Produce an exact copy of the lines below, starting at the first and ending with the line containing "on timeout/IO failure.".

##### Dataset records

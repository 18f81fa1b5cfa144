//! Process execution utilities with timeout support
//!
//! Provides helpers for running external processes (ffmpeg, ffprobe)
//! with configurable timeouts so a hung process cannot block a job forever.

use std::process::{Output, Stdio};
use std::time::Duration;
use tokio::process::Command;

use crate::media::ConversionError;

/// Default timeout for ffprobe metadata queries (30 seconds)
pub const FFPROBE_TIMEOUT: Duration = Duration::from_secs(30);

/// Run an async Command with a timeout.
///
/// The child is killed when the timeout fires. Returns the process Output on
/// success, or a ConversionError on timeout/IO failure.
pub async fn run_with_timeout(cmd: &mut Command, timeout: Duration) -> Result<Output, ConversionError> {
    cmd.stdin(Stdio::null()).kill_on_drop(true);
    match tokio::time::timeout(timeout, cmd.output()).await {
        Ok(Ok(output)) => Ok(output),
        Ok(Err(e)) => Err(ConversionError::Io(e)),
        Err(_) => Err(ConversionError::Timeout(timeout.as_secs())),
    }
}

/// Check that a binary is on PATH and answers `-version`
pub async fn binary_available(program: &str) -> bool {
    let mut cmd = Command::new(program);
    cmd.arg("-version");
    run_with_timeout(&mut cmd, FFPROBE_TIMEOUT)
        .await
        .map(|o| o.status.success())
        .unwrap_or(false)
}

#[cfg(test)]
mod tests {
    use super::*;

    #[tokio::test]
    async fn test_missing_binary_is_unavailable() {
        assert!(!binary_available("definitely-not-a-real-binary-1a2b3c").await);
    }

    #[tokio::test]
    async fn test_spawn_failure_is_io_error() {
        let mut cmd = Command::new("definitely-not-a-real-binary-1a2b3c");
        let err = run_with_timeout(&mut cmd, Duration::from_secs(1)).await.unwrap_err();
        assert!(matches!(err, ConversionError::Io(_)));
    }
}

##########

- Task answer:
repository 18f81fa1b5cfa144
//! Process execution utilities with timeout support
//!
//! Provides helpers for running external processes (ffmpeg, ffprobe)
//! with configurable timeouts so a hung process cannot block a job forever.

use std::process::{Output, Stdio};
use std::time::Duration;
use tokio::process::Command;

use crate::media::ConversionError;

/// Default timeout for ffprobe metadata queries (30 seconds)
pub const FFPROBE_TIMEOUT: Duration = Duration::from_secs(30);

/// Run an async Command with a timeout.
///
/// The child is killed when the timeout fires. Returns the process Output on
/// success, or a ConversionError on timeout/IO failure.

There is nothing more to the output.